■ **ASSIGNED TASK**
All lines of the material should be given again exactly.
===== GIVEN INFORMATION =====
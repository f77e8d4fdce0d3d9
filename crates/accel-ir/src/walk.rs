//! Statement tree traversal.
//!
//! [`post_order_visit`] is a read-only walk. [`transform`] rebuilds the tree
//! bottom-up: children are transformed first, a parent whose children changed
//! is re-appended with the new children, and then the callback may substitute
//! the node. Untouched subtrees keep their original handles.

use crate::arena::{Arena, Handle};
use crate::stmt::{Statement, StatementKind};

/// Calls `visit` on every statement reachable from `root`, children first.
pub fn post_order_visit(
    statements: &Arena<Statement>,
    root: Handle<Statement>,
    visit: &mut impl FnMut(Handle<Statement>, &Statement),
) {
    let stmt = &statements[root];
    for child in stmt.children() {
        post_order_visit(statements, child, visit);
    }
    visit(root, stmt);
}

/// Returns the chain of statements from `root` down to the first node (in
/// pre-order) that satisfies `pred`, both ends included.
pub fn find_path(
    statements: &Arena<Statement>,
    root: Handle<Statement>,
    pred: &impl Fn(&Statement) -> bool,
) -> Option<Vec<Handle<Statement>>> {
    let mut path = Vec::new();
    find_path_rec(statements, root, pred, &mut path).then_some(path)
}

fn find_path_rec(
    statements: &Arena<Statement>,
    handle: Handle<Statement>,
    pred: &impl Fn(&Statement) -> bool,
    path: &mut Vec<Handle<Statement>>,
) -> bool {
    path.push(handle);
    let stmt = &statements[handle];
    if pred(stmt) {
        return true;
    }
    for child in stmt.children() {
        if find_path_rec(statements, child, pred, path) {
            return true;
        }
    }
    path.pop();
    false
}

/// A node offered to a [`transform`] callback.
#[derive(Clone, Copy, Debug)]
pub struct Visit<'a> {
    /// The node's handle in the tree being transformed. Compare this against
    /// handles recorded before the walk.
    pub origin: Handle<Statement>,
    /// The node after its children were transformed. Equal to `origin` when
    /// no child changed.
    pub current: Handle<Statement>,
    pub stmt: &'a Statement,
}

/// What a [`transform`] callback does with a node.
#[derive(Clone, Debug, PartialEq)]
pub enum Rewrite {
    /// Keep the (child-transformed) node.
    Keep,
    /// Append a new statement and use it instead.
    Replace(Statement),
    /// Use an existing statement instead, e.g. one of the node's children.
    Redirect(Handle<Statement>),
}

/// Transforms the tree under `root` in post-order and returns the new root.
///
/// Only nodes whose kind is listed in `kinds` are offered to `callback`.
pub fn transform(
    statements: &mut Arena<Statement>,
    root: Handle<Statement>,
    kinds: &[StatementKind],
    callback: &mut impl FnMut(Visit<'_>) -> Rewrite,
) -> Handle<Statement> {
    let stmt = statements[root].clone();
    let children = stmt.children();
    let new_children: Vec<_> = children
        .iter()
        .map(|&child| transform(statements, child, kinds, callback))
        .collect();

    let current = if new_children == children {
        root
    } else {
        statements.append(stmt.with_children(&new_children))
    };

    if !kinds.contains(&statements[current].kind()) {
        return current;
    }
    let rewrite = callback(Visit {
        origin: root,
        current,
        stmt: &statements[current],
    });
    match rewrite {
        Rewrite::Keep => current,
        Rewrite::Replace(stmt) => statements.append(stmt),
        Rewrite::Redirect(handle) => handle,
    }
}

#[cfg(test)]
mod tests {
    use super::*;
    use crate::{Buffer, DataType, PrimFunc};

    /// seq { for i { block "compute" { A[0] = 1 } }, A[0] = 2 }
    fn sample() -> (PrimFunc, Handle<Statement>, Handle<Statement>) {
        let mut f = PrimFunc::new("sample");
        let a = f.add_param_buffer("a", Buffer::new("A", DataType::INT32, vec![4]));
        let zero = f.int(0);
        let one = f.int(1);
        let two = f.int(2);
        let s1 = f.store(a, vec![zero], one);
        let block = f.block("compute", s1);
        let outer = f.serial_loop("i", 0, 4, block);
        let s2 = f.store(a, vec![zero], two);
        let body = f.seq(vec![outer, s2]);
        (f.with_body(body), outer, block)
    }

    #[test]
    fn post_order_children_first() {
        let (f, outer, block) = sample();
        let mut order = Vec::new();
        post_order_visit(&f.statements, f.body, &mut |_, s: &Statement| {
            order.push(s.kind())
        });
        assert_eq!(
            order,
            [
                StatementKind::Store,
                StatementKind::Block,
                StatementKind::For,
                StatementKind::Store,
                StatementKind::Seq,
            ]
        );
        let mut handles = Vec::new();
        post_order_visit(&f.statements, f.body, &mut |h, _: &Statement| {
            handles.push(h)
        });
        assert_eq!(handles[1], block);
        assert_eq!(handles[2], outer);
    }

    #[test]
    fn find_path_reaches_block() {
        let (f, outer, block) = sample();
        let path = find_path(&f.statements, f.body, &|s: &Statement| {
            matches!(s, Statement::Block { name, .. } if name == "compute")
        })
        .expect("block exists");
        assert_eq!(path, vec![f.body, outer, block]);
        let is_let = |s: &Statement| matches!(s, Statement::Let { .. });
        assert!(find_path(&f.statements, f.body, &is_let).is_none());
    }

    #[test]
    fn keep_everything_is_identity() {
        let (mut f, _, _) = sample();
        let before = f.statements.len();
        let root = transform(&mut f.statements, f.body, &[StatementKind::For], &mut |_: Visit<'_>| {
            Rewrite::Keep
        });
        assert_eq!(root, f.body);
        assert_eq!(f.statements.len(), before);
    }

    #[test]
    fn replace_by_origin_handle() {
        let (mut f, outer, _) = sample();
        let marker = f.int(42);
        let new_root = transform(
            &mut f.statements,
            f.body,
            &[StatementKind::For, StatementKind::Seq],
            &mut |visit: Visit<'_>| {
                if visit.origin == outer {
                    Rewrite::Replace(Statement::Evaluate(marker))
                } else {
                    Rewrite::Keep
                }
            },
        );
        assert_ne!(new_root, f.body);
        let Statement::Seq(children) = &f.statements[new_root] else {
            panic!("expected Seq");
        };
        assert_eq!(f.statements[children[0]], Statement::Evaluate(marker));
        // The original tree is left intact.
        assert!(matches!(f.statements[f.body], Statement::Seq(ref c) if c[0] == outer));
    }

    #[test]
    fn redirect_to_child() {
        let (mut f, outer, _) = sample();
        let root = f.body;
        let new_root = transform(
            &mut f.statements,
            root,
            &[StatementKind::Seq],
            &mut |visit: Visit<'_>| match visit.stmt {
                Statement::Seq(children) => Rewrite::Redirect(children[0]),
                _ => Rewrite::Keep,
            },
        );
        assert_eq!(new_root, outer);
    }

    #[test]
    fn filter_skips_other_kinds() {
        let (mut f, _, _) = sample();
        let mut seen = Vec::new();
        transform(&mut f.statements, f.body, &[StatementKind::Store], &mut |visit: Visit<'_>| {
            seen.push(visit.stmt.kind());
            Rewrite::Keep
        });
        assert_eq!(seen, [StatementKind::Store, StatementKind::Store]);
    }
}
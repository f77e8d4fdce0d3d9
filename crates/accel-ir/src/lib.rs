//! Accelerator offload intermediate representation.
//!
//! A loop-level tensor IR for primitive functions: nested loops, named
//! compute blocks and buffer stores. Nodes live in per-function arenas and
//! are referenced by [`Handle`]s; rewrites append new nodes rather than
//! mutating existing ones.

pub mod arena;
mod buffer;
mod display;
mod error;
mod expr;
mod func;
mod stmt;
mod types;
pub mod walk;

pub use arena::{Arena, Handle};
pub use buffer::{Buffer, StorageScope};
pub use display::{dump_function, dump_module, format_expr};
pub use error::IrError;
pub use expr::{BinaryOp, Callee, Expression, Var};
pub use func::{Attr, Module, PrimFunc};
pub use stmt::{ForKind, Statement, StatementKind};
pub use types::{DataType, TypeCode};
pub use walk::{Rewrite, Visit, find_path, post_order_visit, transform};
=====
■ **SOLUTION TO THE EXERCISE**
repository f77e8d4fdce0d3d9
filename crates/accel-ir/src/walk.rs
//! Statement tree traversal.
//!
//! [`post_order_visit`] is a read-only walk. [`transform`] rebuilds the tree
//! bottom-up: children are transformed first, a parent whose children changed
//! is re-appended with the new children, and then the callback may substitute
//! the node. Untouched subtrees keep their original handles.

use crate::arena::{Arena, Handle};
use crate::stmt::{Statement, StatementKind};

/// Calls `visit` on every statement reachable from `root`, children first.
pub fn post_order_visit(
    statements: &Arena<Statement>,
    root: Handle<Statement>,
    visit: &mut impl FnMut(Handle<Statement>, &Statement),
) {
    let stmt = &statements[root];
    for child in stmt.children() {
        post_order_visit(statements, child, visit);
    }
    visit(root, stmt);
}

/// Returns the chain of statements from `root` down to the first node (in
/// pre-order) that satisfies `pred`, both ends included.
pub fn find_path(
    statements: &Arena<Statement>,
    root: Handle<Statement>,
    pred: &impl Fn(&Statement) -> bool,
) -> Option<Vec<Handle<Statement>>> {
    let mut path = Vec::new();
    find_path_rec(statements, root, pred, &mut path).then_some(path)
}

fn find_path_rec(
    statements: &Arena<Statement>,
    handle: Handle<Statement>,
    pred: &impl Fn(&Statement) -> bool,
    path: &mut Vec<Handle<Statement>>,
) -> bool {
    path.push(handle);
    let stmt = &statements[handle];
    if pred(stmt) {
        return true;
    }
    for child in stmt.children() {
        if find_path_rec(statements, child, pred, path) {
            return true;
        }
    }
    path.pop();
    false
}

/// A node offered to a [`transform`] callback.
#[derive(Clone, Copy, Debug)]
pub struct Visit<'a> {
    /// The node's handle in the tree being transformed. Compare this against
    /// handles recorded before the walk.
    pub origin: Handle<Statement>,
    /// The node after its children were transformed. Equal to `origin` when
    /// no child changed.
    pub current: Handle<Statement>,
    pub stmt: &'a Statement,
}

/// What a [`transform`] callback does with a node.
#[derive(Clone, Debug, PartialEq)]
pub enum Rewrite {
    /// Keep the (child-transformed) node.
    Keep,
    /// Append a new statement and use it instead.
    Replace(Statement),
    /// Use an existing statement instead, e.g. one of the node's children.
    Redirect(Handle<Statement>),
}

/// Transforms the tree under `root` in post-order and returns the new root.
///
/// Only nodes whose kind is listed in `kinds` are offered to `callback`.
pub fn transform(
    statements: &mut Arena<Statement>,
    root: Handle<Statement>,
    kinds: &[StatementKind],
    callback: &mut impl FnMut(Visit<'_>) -> Rewrite,
) -> Handle<Statement> {
    let stmt = statements[root].clone();
    let children = stmt.children();
    let new_children: Vec<_> = children
        .iter()
        .map(|&child| transform(statements, child, kinds, callback))
        .collect();

    let current = if new_children == children {
        root
    } else {
        statements.append(stmt.with_children(&new_children))
    };

    if !kinds.contains(&statements[current].kind()) {
        return current;
    }
    let rewrite = callback(Visit {
        origin: root,
        current,
        stmt: &statements[current],
    });
    match rewrite {
        Rewrite::Keep => current,
        Rewrite::Replace(stmt) => statements.append(stmt),
        Rewrite::Redirect(handle) => handle,
    }
}

#[cfg(test)]
mod tests {
    use super::*;
    use crate::{Buffer, DataType, PrimFunc};

    /// seq { for i { block "compute" { A[0] = 1 } }, A[0] = 2 }
    fn sample() -> (PrimFunc, Handle<Statement>, Handle<Statement>) {
        let mut f = PrimFunc::new("sample");
        let a = f.add_param_buffer("a", Buffer::new("A", DataType::INT32, vec![4]));
        let zero = f.int(0);
        let one = f.int(1);
        let two = f.int(2);
        let s1 = f.store(a, vec![zero], one);
        let block = f.block("compute", s1);
        let outer = f.serial_loop("i", 0, 4, block);
        let s2 = f.store(a, vec![zero], two);
        let body = f.seq(vec![outer, s2]);
        (f.with_body(body), outer, block)
    }

    #[test]
    fn post_order_children_first() {
        let (f, outer, block) = sample();
        let mut order = Vec::new();
        post_order_visit(&f.statements, f.body, &mut |_, s: &Statement| {
            order.push(s.kind())
        });
        assert_eq!(
            order,
            [
                StatementKind::Store,
                StatementKind::Block,
                StatementKind::For,
                StatementKind::Store,
                StatementKind::Seq,
            ]
        );
        let mut handles = Vec::new();
        post_order_visit(&f.statements, f.body, &mut |h, _: &Statement| {
            handles.push(h)
        });
        assert_eq!(handles[1], block);
        assert_eq!(handles[2], outer);
    }

    #[test]
    fn find_path_reaches_block() {
        let (f, outer, block) = sample();
        let path = find_path(&f.statements, f.body, &|s: &Statement| {
            matches!(s, Statement::Block { name, .. } if name == "compute")
        })
        .expect("block exists");
        assert_eq!(path, vec![f.body, outer, block]);
        let is_let = |s: &Statement| matches!(s, Statement::Let { .. });
        assert!(find_path(&f.statements, f.body, &is_let).is_none());
    }

    #[test]
    fn keep_everything_is_identity() {
        let (mut f, _, _) = sample();
        let before = f.statements.len();
        let root = transform(&mut f.statements, f.body, &[StatementKind::For], &mut |_: Visit<'_>| {
            Rewrite::Keep
        });
        assert_eq!(root, f.body);
        assert_eq!(f.statements.len(), before);
    }

    #[test]
    fn replace_by_origin_handle() {
        let (mut f, outer, _) = sample();
        let marker = f.int(42);
        let new_root = transform(
            &mut f.statements,
            f.body,
            &[StatementKind::For, StatementKind::Seq],
            &mut |visit: Visit<'_>| {
                if visit.origin == outer {
                    Rewrite::Replace(Statement::Evaluate(marker))
                } else {
                    Rewrite::Keep
                }
            },
        );
        assert_ne!(new_root, f.body);
        let Statement::Seq(children) = &f.statements[new_root] else {
            panic!("expected Seq");
        };
        assert_eq!(f.statements[children[0]], Statement::Evaluate(marker));
        // The original tree is left intact.
        assert!(matches!(f.statements[f.body], Statement::Seq(ref c) if c[0] == outer));
    }

    #[test]
    fn redirect_to_child() {
        let (mut f, outer, _) = sample();
        let root = f.body;
        let new_root = transform(
            &mut f.statements,
            root,
            &[StatementKind::Seq],
            &mut |visit: Visit<'_>| match visit.stmt {
                Statement::Seq(children) => Rewrite::Redirect(children[0]),
                _ => Rewrite::Keep,
            },
        );
        assert_eq!(new_root, outer);
    }

    #[test]
    fn filter_skips_other_kinds() {
        let (mut f, _, _) = sample();
        let mut seen = Vec::new();
        transform(&mut f.statements, f.body, &[StatementKind::Store], &mut |visit: Visit<'_>| {
            seen.push(visit.stmt.kind());
            Rewrite::Keep
        });
        assert_eq!(seen, [StatementKind::Store, StatementKind::Store]);
    }
}
repository f77e8d4fdce0d3d9
filename crates/accel-ir/src/lib.rs
//! Accelerator offload intermediate representation.
//!
//! A loop-level tensor IR for primitive functions: nested loops, named
//! compute blocks and buffer stores. Nodes live in per-function arenas and
//! are referenced by [`Handle`]s; rewrites append new nodes rather than
//! mutating existing ones.

pub mod arena;
mod buffer;
mod display;
mod error;
mod expr;
mod func;
mod stmt;
mod types;
pub mod walk;

pub use arena::{Arena, Handle};
pub use buffer::{Buffer, StorageScope};
pub use display::{dump_function, dump_module, format_expr};
pub use error::IrError;
pub use expr::{BinaryOp, Callee, Expression, Var};
pub use func::{Attr, Module, PrimFunc};
pub use stmt::{ForKind, Statement, StatementKind};
pub use types::{DataType, TypeCode};
pub use walk::{Rewrite, Visit, find_path, post_order_visit, transform};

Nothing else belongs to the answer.